- **TASK DIRECTIONS**:
Determine how many lines in the entries below include "usize". The reply should be that number and nothing else.
DATA TO EXAMINE section start
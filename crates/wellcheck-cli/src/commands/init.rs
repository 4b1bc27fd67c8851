//! The `wellcheck init` command.

use anyhow::Result;

pub fn execute() -> Result<()> {
    std::fs::create_dir_all("catalogs")?;

    let assessments = std::path::Path::new("catalogs/assessments.toml");
    if assessments.exists() {
        println!("catalogs/assessments.toml already exists, skipping.");
    } else {
        std::fs::write(assessments, SAMPLE_ASSESSMENTS)?;
        println!("Created catalogs/assessments.toml");
    }

    let quizzes = std::path::Path::new("catalogs/quizzes.toml");
    if quizzes.exists() {
        println!("catalogs/quizzes.toml already exists, skipping.");
    } else {
        std::fs::write(quizzes, SAMPLE_QUIZZES)?;
        println!("Created catalogs/quizzes.toml");
    }

    println!("\nNext steps:");
    println!("  1. Edit the catalogs with your own categories and questions");
    println!("  2. Run: wellcheck validate --catalog catalogs");
    println!("  3. Run: wellcheck list --catalog catalogs/assessments.toml");

    Ok(())
}

const SAMPLE_ASSESSMENTS: &str = r#"kind = "assessment"

[[categories]]
id = "safety"
title = "Personal Safety"
description = "How prepared you are for everyday safety situations."
badge = { id = "safetyPrepared", title = "Safety Prepared", description = "Completed the safety readiness check", icon = "shield" }
suggestion = { title = "Advanced Safety Planning Workshop", link = "/resources/safety-planning" }

[[categories.entries]]
id = "readiness"
title = "Safety Readiness Check"
reflective_tip = "Preparedness is a habit, not a one-time setup."

[[categories.entries.bands]]
min = 0
max = 2
level = "High"
description = "Several gaps in your everyday safety habits."
color = "red"
recommendations = ["Save your local helpline number today"]

[[categories.entries.bands]]
min = 3
max = 4
level = "Moderate"
description = "Some good habits, with room for consistency."
color = "amber"

[[categories.entries.bands]]
min = 5
max = 6
level = "Low"
description = "You are well prepared."
color = "green"

[[categories.entries.questions]]
id = "route-sharing"
prompt = "Do you let someone you trust know your route when travelling alone?"
options = [
    { label = "Never", score = 0 },
    { label = "Sometimes", score = 2 },
    { label = "Always", score = 3 },
]

[[categories.entries.questions]]
id = "emergency-contacts"
prompt = "Do you keep emergency contacts easy to reach?"
options = [
    { label = "Never", score = 0 },
    { label = "Sometimes", score = 2 },
    { label = "Always", score = 3 },
]
"#;

const SAMPLE_QUIZZES: &str = r#"kind = "quiz"

[[categories]]
id = "safety"
title = "Safety Knowledge"
description = "Practical safety know-how."
badge = { id = "safetyScholar", title = "Safety Scholar", description = "Completed all safety quizzes", icon = "shield" }
suggestion = { title = "Everyday Safety Basics", link = "/resources/safety-basics" }

[[categories.entries]]
id = "basics"
title = "Safety Basics"
reflective_tip = "Go back over the questions you missed."

[[categories.entries.questions]]
id = "followed"
prompt = "You feel you are being followed on foot. What is the best first move?"
correct_index = 0
options = [
    { label = "Head for the nearest busy, well-lit place" },
    { label = "Speed up and take a shortcut home" },
    { label = "Stop and confront the person" },
]

[[categories.entries.questions]]
id = "helpline-number"
prompt = "Which number reaches the national women's helpline?"
correct_index = 1
options = [
    { label = "100" },
    { label = "1091" },
    { label = "108" },
]
"#;
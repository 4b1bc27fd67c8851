//! Engine error types.
//!
//! Only genuinely exceptional conditions surface as errors. A blocked
//! `advance` (no answer recorded yet) is an expected UI condition and is
//! reported through [`crate::session::Session::can_advance`] instead.

use thiserror::Error;

/// Errors that can occur while driving a session.
#[derive(Debug, Error)]
pub enum EngineError {
    /// The requested (category, entry) pair does not exist in the catalog.
    #[error("unknown entry: {category_id}/{entry_id}")]
    NotFound {
        category_id: String,
        entry_id: String,
    },

    /// The selected option index is out of range for the current question.
    #[error("question {question_id} has no option {choice}")]
    InvalidChoice { question_id: String, choice: usize },
}

impl EngineError {
    /// Returns `true` if this error means the caller should re-prompt the
    /// category/entry selection.
    pub fn is_not_found(&self) -> bool {
        matches!(self, EngineError::NotFound { .. })
    }
}
//! wellcheck-store — Durable JSON progress persistence.
//!
//! One JSON file per catalog kind holds the completion record and badge set
//! as a single document. Saves are merge-writes: the freshest on-disk state
//! is re-read and unioned with the incoming state before an atomic
//! temp-file-and-rename write, so a save from a stale reader can add
//! completions but never drop them. Loads are fail-soft: a missing or
//! malformed file yields empty defaults and a warning, never an error.

use std::path::{Path, PathBuf};

use anyhow::{Context, Result};

use wellcheck_core::model::CatalogKind;
use wellcheck_core::progress::{ProgressState, ProgressStore};

/// A [`ProgressStore`] backed by a single JSON file.
#[derive(Debug, Clone)]
pub struct JsonFileStore {
    path: PathBuf,
}

impl JsonFileStore {
    pub fn new(path: impl Into<PathBuf>) -> Self {
        Self { path: path.into() }
    }

    /// The conventional per-kind store file inside a data directory.
    ///
    /// Assessment and quiz progress are independent records under distinct
    /// storage keys, so each kind gets its own file.
    pub fn for_kind(data_dir: &Path, kind: CatalogKind) -> Self {
        Self::new(data_dir.join(format!("{kind}-progress.json")))
    }

    pub fn path(&self) -> &Path {
        &self.path
    }

    fn read_state(&self) -> ProgressState {
        let content = match std::fs::read_to_string(&self.path) {
            Ok(content) => content,
            Err(e) if e.kind() == std::io::ErrorKind::NotFound => {
                return ProgressState::default();
            }
            Err(e) => {
                tracing::warn!(
                    "could not read progress from {}: {e}; starting empty",
                    self.path.display()
                );
                return ProgressState::default();
            }
        };

        match serde_json::from_str(&content) {
            Ok(state) => state,
            Err(e) => {
                tracing::warn!(
                    "malformed progress in {}: {e}; starting empty",
                    self.path.display()
                );
                ProgressState::default()
            }
        }
    }
}

impl ProgressStore for JsonFileStore {
    fn load(&self) -> ProgressState {
        self.read_state()
    }

    fn save(&self, state: &ProgressState) -> Result<()> {
        // Merge with whatever landed on disk since our last load, then
        // replace the file in one rename.
        let mut merged = self.read_state();
        merged.merge(state);

        let json = serde_json::to_string_pretty(&merged).context("failed to serialize progress")?;

        if let Some(parent) = self.path.parent() {
            if !parent.as_os_str().is_empty() {
                std::fs::create_dir_all(parent).with_context(|| {
                    format!("failed to create data directory {}", parent.display())
                })?;
            }
        }

        let tmp = self.path.with_extension("json.tmp");
        std::fs::write(&tmp, json)
            .with_context(|| format!("failed to write progress to {}", tmp.display()))?;
        std::fs::rename(&tmp, &self.path)
            .with_context(|| format!("failed to replace {}", self.path.display()))?;

        Ok(())
    }
}
use async_trait::async_trait;
use sqlx::PgPool;
use tracing::info;
use uuid::Uuid;

use crate::errors::AppError;
use crate::models::goal::{Goal, GoalList, GoalPatch, GoalRow, NewGoal};
use crate::store::GoalStore;

/// `GoalStore` over the `goal_lists` and `goals` tables.
#[derive(Clone)]
pub struct PgGoalStore {
    pool: PgPool,
}

impl PgGoalStore {
    pub fn new(pool: PgPool) -> Self {
        Self { pool }
    }
}

fn into_goal(row: GoalRow) -> Result<Goal, AppError> {
    Ok(Goal::try_from(row)?)
}

#[async_trait]
impl GoalStore for PgGoalStore {
    async fn list_goal_lists(&self, user_id: Uuid) -> Result<Vec<GoalList>, AppError> {
        Ok(sqlx::query_as::<_, GoalList>(
            "SELECT * FROM goal_lists WHERE user_id = $1 ORDER BY created_at DESC",
        )
        .bind(user_id)
        .fetch_all(&self.pool)
        .await?)
    }

    async fn get_goal_list(&self, id: Uuid) -> Result<Option<GoalList>, AppError> {
        Ok(
            sqlx::query_as::<_, GoalList>("SELECT * FROM goal_lists WHERE id = $1")
                .bind(id)
                .fetch_optional(&self.pool)
                .await?,
        )
    }

    async fn create_goal_list(&self, user_id: Uuid, title: &str) -> Result<GoalList, AppError> {
        let list = sqlx::query_as::<_, GoalList>(
            "INSERT INTO goal_lists (id, user_id, title) VALUES ($1, $2, $3) RETURNING *",
        )
        .bind(Uuid::new_v4())
        .bind(user_id)
        .bind(title)
        .fetch_one(&self.pool)
        .await?;
        info!("Created goal list {} for user {user_id}", list.id);
        Ok(list)
    }

    async fn update_goal_list(&self, id: Uuid, title: &str) -> Result<GoalList, AppError> {
        sqlx::query_as::<_, GoalList>(
            "UPDATE goal_lists SET title = $1, updated_at = now() WHERE id = $2 RETURNING *",
        )
        .bind(title)
        .bind(id)
        .fetch_optional(&self.pool)
        .await?
        .ok_or_else(|| AppError::NotFound(format!("Goal list {id} not found")))
    }

    async fn delete_goal_list(&self, id: Uuid) -> Result<(), AppError> {
        // goals.goal_list_id is ON DELETE CASCADE
        sqlx::query("DELETE FROM goal_lists WHERE id = $1")
            .bind(id)
            .execute(&self.pool)
            .await?;
        info!("Deleted goal list {id}");
        Ok(())
    }

    async fn list_goals(&self, goal_list_id: Uuid) -> Result<Vec<Goal>, AppError> {
        sqlx::query_as::<_, GoalRow>(
            "SELECT * FROM goals WHERE goal_list_id = $1 ORDER BY order_index ASC, created_at ASC",
        )
        .bind(goal_list_id)
        .fetch_all(&self.pool)
        .await?
        .into_iter()
        .map(into_goal)
        .collect()
    }

    async fn get_goal(&self, id: Uuid) -> Result<Option<Goal>, AppError> {
        sqlx::query_as::<_, GoalRow>("SELECT * FROM goals WHERE id = $1")
            .bind(id)
            .fetch_optional(&self.pool)
            .await?
            .map(into_goal)
            .transpose()
    }

    async fn create_goal(&self, goal: NewGoal) -> Result<Goal, AppError> {
        let row = sqlx::query_as::<_, GoalRow>(
            r#"
            INSERT INTO goals
                (id, goal_list_id, title, goal_type, step_count, label_style, category, order_index)
            VALUES ($1, $2, $3, $4, $5, $6, $7, $8)
            RETURNING *
            "#,
        )
        .bind(Uuid::new_v4())
        .bind(goal.goal_list_id)
        .bind(&goal.title)
        .bind(goal.kind.goal_type_str())
        .bind(goal.kind.step_count_column())
        .bind(goal.kind.label_style_column())
        .bind(goal.category.as_str())
        .bind(goal.order_index)
        .fetch_one(&self.pool)
        .await?;
        info!("Created goal {} in list {}", row.id, row.goal_list_id);
        into_goal(row)
    }

    async fn update_goal(&self, id: Uuid, patch: &GoalPatch) -> Result<Goal, AppError> {
        // Kind columns move together: a patch that changes the kind overwrites
        // all three, including clearing step_count/label_style for checkboxes.
        let row = sqlx::query_as::<_, GoalRow>(
            r#"
            UPDATE goals SET
                title       = COALESCE($1, title),
                category    = COALESCE($2, category),
                goal_type   = CASE WHEN $3 THEN $4 ELSE goal_type END,
                step_count  = CASE WHEN $3 THEN $5 ELSE step_count END,
                label_style = CASE WHEN $3 THEN $6 ELSE label_style END,
                order_index = COALESCE($7, order_index),
                updated_at  = now()
            WHERE id = $8
            RETURNING *
            "#,
        )
        .bind(patch.title.as_deref())
        .bind(patch.category.map(|c| c.as_str()))
        .bind(patch.kind.is_some())
        .bind(patch.kind.map(|k| k.goal_type_str()))
        .bind(patch.kind.and_then(|k| k.step_count_column()))
        .bind(patch.kind.and_then(|k| k.label_style_column()))
        .bind(patch.order_index)
        .bind(id)
        .fetch_optional(&self.pool)
        .await?
        .ok_or_else(|| AppError::NotFound(format!("Goal {id} not found")))?;
        into_goal(row)
    }

    async fn delete_goal(&self, id: Uuid) -> Result<(), AppError> {
        sqlx::query("DELETE FROM goals WHERE id = $1")
            .bind(id)
            .execute(&self.pool)
            .await?;
        info!("Deleted goal {id}");
        Ok(())
    }
}
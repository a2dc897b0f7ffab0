//! Passwordless sign-in through the hosted account provider.
//!
//! Handlers never talk to the provider directly: they go through the
//! `SessionProvider` held in `AppState`, and authenticated routes take a
//! `CurrentUser` extractor that resolves the bearer token.

pub mod client;
pub mod handlers;

use async_trait::async_trait;
use axum::{
    extract::FromRequestParts,
    http::{header::AUTHORIZATION, request::Parts},
};
use serde::{Deserialize, Serialize};
use thiserror::Error;
use uuid::Uuid;

use crate::errors::AppError;
use crate::state::AppState;

pub use client::HostedAuthClient;

#[derive(Debug, Error)]
pub enum AuthError {
    #[error("HTTP error: {0}")]
    Http(#[from] reqwest::Error),

    #[error("API error (status {status}): {message}")]
    Api { status: u16, message: String },

    #[error("sign-in code is invalid or expired")]
    InvalidCode,

    #[error("JSON parse error: {0}")]
    Parse(#[from] serde_json::Error),
}

#[derive(Debug, Clone, PartialEq, Serialize, Deserialize)]
pub struct AuthUser {
    pub id: Uuid,
    #[serde(default)]
    pub email: Option<String>,
}

#[derive(Debug, Clone, Serialize, Deserialize)]
pub struct Session {
    pub access_token: String,
    #[serde(default)]
    pub refresh_token: Option<String>,
    /// Seconds until `access_token` expires.
    #[serde(default)]
    pub expires_in: Option<u64>,
    pub user: AuthUser,
}

/// The account provider as seen by this service.
#[async_trait]
pub trait SessionProvider: Send + Sync {
    /// Emails a one-time sign-in code.
    async fn request_sign_in_code(&self, email: &str) -> Result<(), AuthError>;

    async fn verify_sign_in_code(&self, email: &str, code: &str) -> Result<Session, AuthError>;

    async fn sign_out(&self, access_token: &str) -> Result<(), AuthError>;

    /// `Ok(None)` when the token is not (or no longer) valid.
    async fn current_user(&self, access_token: &str) -> Result<Option<AuthUser>, AuthError>;
}

/// The signed-in user behind a request's bearer token.
#[derive(Debug, Clone)]
pub struct CurrentUser {
    pub user: AuthUser,
    pub access_token: String,
}

fn bearer_token(parts: &Parts) -> Option<&str> {
    parts
        .headers
        .get(AUTHORIZATION)?
        .to_str()
        .ok()?
        .strip_prefix("Bearer ")
        .map(str::trim)
        .filter(|t| !t.is_empty())
}

#[axum::async_trait]
impl FromRequestParts<AppState> for CurrentUser {
    type Rejection = AppError;

    async fn from_request_parts(
        parts: &mut Parts,
        state: &AppState,
    ) -> Result<Self, Self::Rejection> {
        let token = bearer_token(parts).ok_or(AppError::Unauthorized)?;
        let user = state
            .auth
            .current_user(token)
            .await?
            .ok_or(AppError::Unauthorized)?;
        Ok(CurrentUser {
            user,
            access_token: token.to_string(),
        })
    }
}
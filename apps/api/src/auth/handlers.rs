use axum::{extract::State, http::StatusCode, Json};
use serde::Deserialize;

use crate::auth::{AuthUser, CurrentUser, Session};
use crate::errors::AppError;
use crate::state::AppState;

#[derive(Deserialize)]
pub struct CodeRequest {
    pub email: String,
}

#[derive(Deserialize)]
pub struct VerifyRequest {
    pub email: String,
    pub code: String,
}

fn normalize_email(email: &str) -> Result<String, AppError> {
    let email = email.trim().to_lowercase();
    match email.split_once('@') {
        Some((local, domain)) if !local.is_empty() && domain.contains('.') => Ok(email),
        _ => Err(AppError::Validation(format!("'{email}' is not an email address"))),
    }
}

/// POST /api/v1/auth/code
pub async fn handle_request_code(
    State(state): State<AppState>,
    Json(req): Json<CodeRequest>,
) -> Result<StatusCode, AppError> {
    let email = normalize_email(&req.email)?;
    state.auth.request_sign_in_code(&email).await?;
    Ok(StatusCode::ACCEPTED)
}

/// POST /api/v1/auth/verify
pub async fn handle_verify_code(
    State(state): State<AppState>,
    Json(req): Json<VerifyRequest>,
) -> Result<Json<Session>, AppError> {
    let email = normalize_email(&req.email)?;
    let code = req.code.trim();
    if code.is_empty() {
        return Err(AppError::Validation("code is required".to_string()));
    }
    Ok(Json(state.auth.verify_sign_in_code(&email, code).await?))
}

/// POST /api/v1/auth/signout
pub async fn handle_sign_out(
    State(state): State<AppState>,
    current: CurrentUser,
) -> Result<StatusCode, AppError> {
    state.auth.sign_out(&current.access_token).await?;
    Ok(StatusCode::NO_CONTENT)
}

/// GET /api/v1/auth/me
pub async fn handle_me(current: CurrentUser) -> Json<AuthUser> {
    Json(current.user)
}
//! In-process app wiring for router tests: memory store plus a fake provider.

use std::collections::HashMap;
use std::sync::{Arc, Mutex};

use async_trait::async_trait;
use axum::{
    body::{to_bytes, Body},
    http::{header, Request, StatusCode},
    Router,
};
use serde_json::{json, Value};
use tower::ServiceExt;
use uuid::Uuid;

use crate::auth::{AuthError, AuthUser, Session, SessionProvider};
use crate::routes::build_router;
use crate::state::AppState;
use crate::store::MemoryGoalStore;

/// The only code `FakeSessionProvider` accepts.
pub const VALID_CODE: &str = "424242";

#[derive(Default)]
pub struct FakeSessionProvider {
    users: Mutex<HashMap<String, Uuid>>,
    sessions: Mutex<HashMap<String, AuthUser>>,
}

#[async_trait]
impl SessionProvider for FakeSessionProvider {
    async fn request_sign_in_code(&self, _email: &str) -> Result<(), AuthError> {
        Ok(())
    }

    async fn verify_sign_in_code(&self, email: &str, code: &str) -> Result<Session, AuthError> {
        if code != VALID_CODE {
            return Err(AuthError::InvalidCode);
        }
        let id = *self
            .users
            .lock()
            .unwrap()
            .entry(email.to_string())
            .or_insert_with(Uuid::new_v4);
        let user = AuthUser {
            id,
            email: Some(email.to_string()),
        };
        let token = Uuid::new_v4().to_string();
        self.sessions
            .lock()
            .unwrap()
            .insert(token.clone(), user.clone());
        Ok(Session {
            access_token: token,
            refresh_token: None,
            expires_in: Some(3600),
            user,
        })
    }

    async fn sign_out(&self, access_token: &str) -> Result<(), AuthError> {
        self.sessions.lock().unwrap().remove(access_token);
        Ok(())
    }

    async fn current_user(&self, access_token: &str) -> Result<Option<AuthUser>, AuthError> {
        Ok(self.sessions.lock().unwrap().get(access_token).cloned())
    }
}

pub struct TestApp {
    router: Router,
}

impl TestApp {
    pub fn new() -> Self {
        let state = AppState {
            store: Arc::new(MemoryGoalStore::new()),
            auth: Arc::new(FakeSessionProvider::default()),
        };
        Self {
            router: build_router(state),
        }
    }

    async fn send(&self, request: Request<Body>) -> (StatusCode, Vec<u8>) {
        let response = self.router.clone().oneshot(request).await.unwrap();
        let status = response.status();
        let bytes = to_bytes(response.into_body(), usize::MAX).await.unwrap();
        (status, bytes.to_vec())
    }

    fn request(method: &str, path: &str, token: Option<&str>) -> axum::http::request::Builder {
        let builder = Request::builder().method(method).uri(path);
        match token {
            Some(t) => builder.header(header::AUTHORIZATION, format!("Bearer {t}")),
            None => builder,
        }
    }

    fn parse(bytes: &[u8]) -> Value {
        if bytes.is_empty() {
            Value::Null
        } else {
            serde_json::from_slice(bytes).unwrap_or(Value::Null)
        }
    }

    pub async fn get_json(&self, path: &str, token: Option<&str>) -> (StatusCode, Value) {
        let request = Self::request("GET", path, token).body(Body::empty()).unwrap();
        let (status, bytes) = self.send(request).await;
        (status, Self::parse(&bytes))
    }

    pub async fn get_text(&self, path: &str, token: Option<&str>) -> (StatusCode, String) {
        let request = Self::request("GET", path, token).body(Body::empty()).unwrap();
        let (status, bytes) = self.send(request).await;
        (status, String::from_utf8(bytes).unwrap())
    }

    /// Sends `body` as JSON; `Value::Null` sends no body at all.
    pub async fn send_json(
        &self,
        method: &str,
        path: &str,
        token: Option<&str>,
        body: Value,
    ) -> (StatusCode, Value) {
        let builder = Self::request(method, path, token);
        let request = if body.is_null() {
            builder.body(Body::empty()).unwrap()
        } else {
            builder
                .header(header::CONTENT_TYPE, "application/json")
                .body(Body::from(body.to_string()))
                .unwrap()
        };
        let (status, bytes) = self.send(request).await;
        (status, Self::parse(&bytes))
    }

    /// Signs `email` in and returns its access token.
    pub async fn sign_in(&self, email: &str) -> String {
        let (status, session) = self
            .send_json(
                "POST",
                "/api/v1/auth/verify",
                None,
                json!({"email": email, "code": VALID_CODE}),
            )
            .await;
        assert_eq!(status, StatusCode::OK);
        session["access_token"].as_str().unwrap().to_string()
    }

    /// Creates a goal list and returns its id.
    pub async fn create_list(&self, token: &str, title: &str) -> String {
        let (status, list) = self
            .send_json(
                "POST",
                "/api/v1/goal-lists",
                Some(token),
                json!({"title": title}),
            )
            .await;
        assert_eq!(status, StatusCode::CREATED);
        list["id"].as_str().unwrap().to_string()
    }
}
use axum::{
    extract::{Path, Query, State},
    response::Html,
    Json,
};
use serde::{Deserialize, Serialize};
use tracing::debug;
use uuid::Uuid;

use crate::auth::CurrentUser;
use crate::errors::AppError;
use crate::goals::handlers::owned_goal_list;
use crate::layout::engine::{compute_cells, Cell, LabelStyle};
use crate::layout::render::{render_tracker, RenderMode};
use crate::layout::sheet::{example_goals, render_sheet_document, EXAMPLE_TITLE};
use crate::models::goal::MAX_STEP_COUNT;
use crate::state::AppState;

#[derive(Deserialize)]
pub struct ModeQuery {
    #[serde(default)]
    pub mode: RenderMode,
}

#[derive(Deserialize)]
pub struct TrackerQuery {
    pub step_count: i64,
    #[serde(default)]
    pub label_style: LabelStyle,
    #[serde(default)]
    pub mode: RenderMode,
    /// When given, the clamped pixel width of each cell on a row this wide.
    pub row_width_px: Option<f64>,
}

#[derive(Serialize)]
pub struct TrackerPreview {
    pub cells: Vec<Cell>,
    #[serde(skip_serializing_if = "Option::is_none")]
    pub cell_width_px: Option<f64>,
    /// `None` when there are no cells to draw.
    pub html: Option<String>,
}

/// GET /api/v1/tracker
///
/// Counts of zero or below preview as an empty tracker.
pub async fn handle_tracker_preview(
    Query(q): Query<TrackerQuery>,
) -> Result<Json<TrackerPreview>, AppError> {
    if q.step_count > i64::from(MAX_STEP_COUNT) {
        return Err(AppError::Validation(format!(
            "step_count must be at most {MAX_STEP_COUNT}, got {}",
            q.step_count
        )));
    }
    let cells = compute_cells(q.step_count, q.label_style);
    let cell_width_px = q
        .row_width_px
        .zip(cells.first())
        .map(|(row, cell)| cell.width.resolve_px(row));
    let html = render_tracker(&cells, q.mode).map(|node| node.to_html());
    Ok(Json(TrackerPreview {
        cells,
        cell_width_px,
        html,
    }))
}

/// GET /api/v1/goal-lists/:id/sheet
pub async fn handle_goal_list_sheet(
    State(state): State<AppState>,
    current: CurrentUser,
    Path(id): Path<Uuid>,
    Query(q): Query<ModeQuery>,
) -> Result<Html<String>, AppError> {
    let list = owned_goal_list(&state, current.user.id, id).await?;
    let goals = state.store.list_goals(id).await?;
    debug!("Rendering sheet for list {id} with {} goals ({:?})", goals.len(), q.mode);
    Ok(Html(render_sheet_document(&list.title, &goals, q.mode)))
}

/// GET /api/v1/example/sheet
pub async fn handle_example_sheet(Query(q): Query<ModeQuery>) -> Html<String> {
    Html(render_sheet_document(EXAMPLE_TITLE, &example_goals(), q.mode))
}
DATA TO EXAMINE section end
- **FINAL ANSWER**:
2